A new business has started up, making sustainable coffins from bamboo grown and harvested in Cornwall.

Cornish Bamboo Coffins is the brainchild of former furniture design lecturer Owain Harris, who embarked on his sustainable journey after being made redundant in 2015.

The dramatic change in circumstances made him reassess working life and consider the opportunities and challenges as an unemployed 55-year-old. After much deliberation he joined the BA Hons in Sustainable Product Design at Falmouth University as a mature student.

He said: “I was older than everyone including the staff but as they say-you are never too old to learn.

“It was in the second year of the course that the opportunity arose to develop and design a product. And following a seemingly innocent conversation with my mother about funeral planning, the impetus to design the sustainable coffin came to light and was very much encouraged by my family.

“This seemingly simple brief then took me on a two-year journey in which I learned that the world of coffins, cremations and funerals is far more complicated than I ever imagined.”

Shelley and Owain Harris

Out of all this research several designs were formulated and developed, and a variety of materials explored. Eventually a long basket with a roll top lid was settled on for the structure and bamboo would be the main material for the sustainable coffin.

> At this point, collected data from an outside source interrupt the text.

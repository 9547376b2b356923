use lc3b_pipe_core::soc::memory::controller::LatencyModel;
use mockall::mock;

mock! {
    pub Latency {}
    impl LatencyModel for Latency {
        fn is_ready(&mut self, cycle: u64) -> bool;
    }
}

/// A latency model that misses on exactly the listed cycles.
pub fn missing_on(cycles: &'static [u64]) -> MockLatency {
    let mut mock = MockLatency::new();
    let _ = mock
        .expect_is_ready()
        .returning(move |cycle| !cycles.contains(&cycle));
    mock
}

/// A latency model that misses on the first `n` accesses, whatever the cycle.
pub fn missing_first(n: usize) -> MockLatency {
    let mut mock = MockLatency::new();
    let mut calls = 0usize;
    let _ = mock.expect_is_ready().returning(move |_| {
        calls += 1;
        calls > n
    });
    mock
}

Having previously worked with bamboo in a design for the Eden Project, Harris has a strong understanding of its sustainable credentials and its working properties. And while bamboo has been used to make coffins for millennia, the use of bamboo grown and harvested in Cornwall is believed to be a new thing.

“Because there is a wide variety of bamboos growing in Cornwall it was important that I designed a process which we could use to produce a coffin from whatever species are available to use,” he added. “After extensive research and experimentation, I developed a process which allows us to split, flatten and clean any bamboo culm (the correct name for bamboo canes) of the right length into strips ready for weaving into a coffin basket.”

Owain Harris and his wife Shelley now harvest the bamboo from several sites around Cornwall, including Carwinion House near Mawnan Smith and the old bamboo farm at Lanivet and create the coffins in their workshop in Perranwell Station. The process is entirely hand crafted and takes approximately four days to make each Cornish Bamboo Coffin.